Saved entries:

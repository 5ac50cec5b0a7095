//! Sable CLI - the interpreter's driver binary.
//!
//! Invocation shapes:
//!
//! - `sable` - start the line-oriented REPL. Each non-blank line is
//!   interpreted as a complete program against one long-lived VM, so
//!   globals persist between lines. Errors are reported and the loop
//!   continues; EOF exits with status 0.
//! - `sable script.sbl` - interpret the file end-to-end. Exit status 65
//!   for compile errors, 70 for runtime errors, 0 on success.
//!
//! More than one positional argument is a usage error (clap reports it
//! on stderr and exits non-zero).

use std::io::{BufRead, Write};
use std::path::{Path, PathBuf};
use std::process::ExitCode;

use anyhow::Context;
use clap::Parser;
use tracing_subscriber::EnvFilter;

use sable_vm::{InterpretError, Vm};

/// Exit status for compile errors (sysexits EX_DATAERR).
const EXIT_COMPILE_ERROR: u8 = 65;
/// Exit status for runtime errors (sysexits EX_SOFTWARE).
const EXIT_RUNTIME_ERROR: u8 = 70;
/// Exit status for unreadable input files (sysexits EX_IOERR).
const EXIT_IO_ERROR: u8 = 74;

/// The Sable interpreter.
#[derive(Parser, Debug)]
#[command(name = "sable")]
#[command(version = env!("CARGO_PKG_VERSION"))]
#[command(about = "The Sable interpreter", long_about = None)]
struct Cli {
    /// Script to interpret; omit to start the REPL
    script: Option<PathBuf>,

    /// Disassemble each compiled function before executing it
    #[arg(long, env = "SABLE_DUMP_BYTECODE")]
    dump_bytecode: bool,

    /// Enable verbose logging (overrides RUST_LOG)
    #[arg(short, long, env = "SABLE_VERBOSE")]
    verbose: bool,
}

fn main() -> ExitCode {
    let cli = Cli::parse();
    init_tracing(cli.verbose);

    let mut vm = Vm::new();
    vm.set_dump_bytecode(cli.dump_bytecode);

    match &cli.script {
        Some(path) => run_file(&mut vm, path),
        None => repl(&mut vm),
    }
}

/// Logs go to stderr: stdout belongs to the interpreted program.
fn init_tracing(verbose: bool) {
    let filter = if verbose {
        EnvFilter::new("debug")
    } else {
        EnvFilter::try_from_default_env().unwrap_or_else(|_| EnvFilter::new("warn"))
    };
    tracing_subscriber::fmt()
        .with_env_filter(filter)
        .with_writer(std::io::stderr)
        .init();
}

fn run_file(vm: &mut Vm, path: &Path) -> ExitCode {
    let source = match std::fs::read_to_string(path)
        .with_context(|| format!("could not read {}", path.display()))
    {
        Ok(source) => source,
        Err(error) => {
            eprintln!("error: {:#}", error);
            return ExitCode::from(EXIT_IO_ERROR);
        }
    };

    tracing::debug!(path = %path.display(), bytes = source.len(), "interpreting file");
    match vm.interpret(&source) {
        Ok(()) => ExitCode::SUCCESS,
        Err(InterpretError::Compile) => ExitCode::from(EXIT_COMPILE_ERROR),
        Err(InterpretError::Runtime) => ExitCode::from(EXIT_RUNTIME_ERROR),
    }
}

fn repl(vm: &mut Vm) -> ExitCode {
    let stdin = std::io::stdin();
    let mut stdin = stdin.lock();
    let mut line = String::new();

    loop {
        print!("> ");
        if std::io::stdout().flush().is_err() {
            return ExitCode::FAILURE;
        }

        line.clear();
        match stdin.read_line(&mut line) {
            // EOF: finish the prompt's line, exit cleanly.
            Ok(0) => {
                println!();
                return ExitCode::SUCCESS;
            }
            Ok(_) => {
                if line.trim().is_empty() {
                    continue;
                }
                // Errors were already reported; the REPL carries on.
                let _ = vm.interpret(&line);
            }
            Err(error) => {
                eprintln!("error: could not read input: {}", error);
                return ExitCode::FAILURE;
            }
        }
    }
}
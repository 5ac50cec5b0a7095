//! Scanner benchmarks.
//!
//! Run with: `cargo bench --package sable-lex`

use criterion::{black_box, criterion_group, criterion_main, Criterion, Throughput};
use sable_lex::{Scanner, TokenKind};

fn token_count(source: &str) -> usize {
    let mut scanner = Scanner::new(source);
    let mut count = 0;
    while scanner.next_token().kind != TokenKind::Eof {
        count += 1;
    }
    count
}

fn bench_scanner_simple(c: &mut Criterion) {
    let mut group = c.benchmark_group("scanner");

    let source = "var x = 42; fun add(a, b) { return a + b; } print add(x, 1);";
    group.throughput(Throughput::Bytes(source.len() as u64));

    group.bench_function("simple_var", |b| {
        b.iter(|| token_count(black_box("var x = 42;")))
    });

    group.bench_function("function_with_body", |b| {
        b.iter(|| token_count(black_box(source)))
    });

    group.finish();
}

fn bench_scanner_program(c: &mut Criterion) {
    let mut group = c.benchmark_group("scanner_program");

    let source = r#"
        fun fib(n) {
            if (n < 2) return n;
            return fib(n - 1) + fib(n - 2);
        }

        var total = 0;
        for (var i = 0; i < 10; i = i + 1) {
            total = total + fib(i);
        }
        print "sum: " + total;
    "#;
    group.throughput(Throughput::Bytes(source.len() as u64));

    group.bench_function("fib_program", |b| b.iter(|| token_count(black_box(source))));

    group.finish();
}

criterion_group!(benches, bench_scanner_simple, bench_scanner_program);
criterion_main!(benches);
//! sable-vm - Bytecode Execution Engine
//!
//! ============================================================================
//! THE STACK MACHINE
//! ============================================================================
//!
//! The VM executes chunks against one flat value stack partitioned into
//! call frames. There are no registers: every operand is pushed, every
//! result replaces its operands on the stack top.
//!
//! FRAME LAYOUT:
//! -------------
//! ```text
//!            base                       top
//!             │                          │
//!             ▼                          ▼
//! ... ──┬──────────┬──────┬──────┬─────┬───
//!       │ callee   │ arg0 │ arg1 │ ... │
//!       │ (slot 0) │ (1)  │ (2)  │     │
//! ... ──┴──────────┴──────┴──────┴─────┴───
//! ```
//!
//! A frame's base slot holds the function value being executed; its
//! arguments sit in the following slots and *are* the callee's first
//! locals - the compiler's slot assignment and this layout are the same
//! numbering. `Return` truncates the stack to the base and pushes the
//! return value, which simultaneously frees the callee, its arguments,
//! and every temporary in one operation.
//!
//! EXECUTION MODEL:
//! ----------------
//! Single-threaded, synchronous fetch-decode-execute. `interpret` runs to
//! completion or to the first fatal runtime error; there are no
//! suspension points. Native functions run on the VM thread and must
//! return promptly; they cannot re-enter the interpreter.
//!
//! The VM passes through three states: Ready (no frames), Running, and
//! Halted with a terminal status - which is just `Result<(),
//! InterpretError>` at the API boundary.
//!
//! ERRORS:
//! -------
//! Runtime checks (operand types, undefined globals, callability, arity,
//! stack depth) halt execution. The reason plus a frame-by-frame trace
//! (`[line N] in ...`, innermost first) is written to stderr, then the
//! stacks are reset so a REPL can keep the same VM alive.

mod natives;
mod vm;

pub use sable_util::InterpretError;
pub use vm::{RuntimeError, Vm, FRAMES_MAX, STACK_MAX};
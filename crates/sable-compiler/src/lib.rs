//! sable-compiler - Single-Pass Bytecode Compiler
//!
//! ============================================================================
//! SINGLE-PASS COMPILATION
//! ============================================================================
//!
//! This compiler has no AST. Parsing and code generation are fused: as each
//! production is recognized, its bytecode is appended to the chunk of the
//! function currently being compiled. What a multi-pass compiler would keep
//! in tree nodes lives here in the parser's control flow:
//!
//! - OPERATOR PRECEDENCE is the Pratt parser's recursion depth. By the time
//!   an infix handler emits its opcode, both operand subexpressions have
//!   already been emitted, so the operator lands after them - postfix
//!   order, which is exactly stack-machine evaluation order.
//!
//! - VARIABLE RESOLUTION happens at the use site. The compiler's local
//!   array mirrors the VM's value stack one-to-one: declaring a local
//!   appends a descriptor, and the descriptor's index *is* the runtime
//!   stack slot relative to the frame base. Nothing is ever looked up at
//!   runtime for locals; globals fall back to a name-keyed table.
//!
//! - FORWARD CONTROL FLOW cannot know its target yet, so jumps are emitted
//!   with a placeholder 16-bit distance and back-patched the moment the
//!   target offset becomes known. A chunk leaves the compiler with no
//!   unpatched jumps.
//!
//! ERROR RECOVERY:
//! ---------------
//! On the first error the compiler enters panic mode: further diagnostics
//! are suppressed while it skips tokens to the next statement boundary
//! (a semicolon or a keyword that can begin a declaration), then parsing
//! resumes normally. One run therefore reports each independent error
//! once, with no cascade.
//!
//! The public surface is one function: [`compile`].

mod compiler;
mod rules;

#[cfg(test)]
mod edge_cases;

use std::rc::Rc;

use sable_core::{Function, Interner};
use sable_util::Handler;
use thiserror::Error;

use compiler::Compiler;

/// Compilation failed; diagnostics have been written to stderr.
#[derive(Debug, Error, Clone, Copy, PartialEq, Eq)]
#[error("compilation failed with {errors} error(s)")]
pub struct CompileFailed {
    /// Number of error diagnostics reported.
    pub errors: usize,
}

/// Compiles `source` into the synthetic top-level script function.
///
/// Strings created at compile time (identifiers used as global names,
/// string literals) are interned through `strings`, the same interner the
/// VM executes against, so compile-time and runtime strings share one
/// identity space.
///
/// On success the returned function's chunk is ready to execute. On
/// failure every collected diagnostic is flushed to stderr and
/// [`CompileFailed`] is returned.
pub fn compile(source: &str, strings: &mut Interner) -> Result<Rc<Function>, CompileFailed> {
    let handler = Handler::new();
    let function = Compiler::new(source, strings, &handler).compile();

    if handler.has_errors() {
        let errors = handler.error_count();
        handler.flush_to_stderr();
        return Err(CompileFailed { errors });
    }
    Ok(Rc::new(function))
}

Task item:
Looking at the records, state how many lines contain "bool" and write nothing besides that number.

Task solution:
3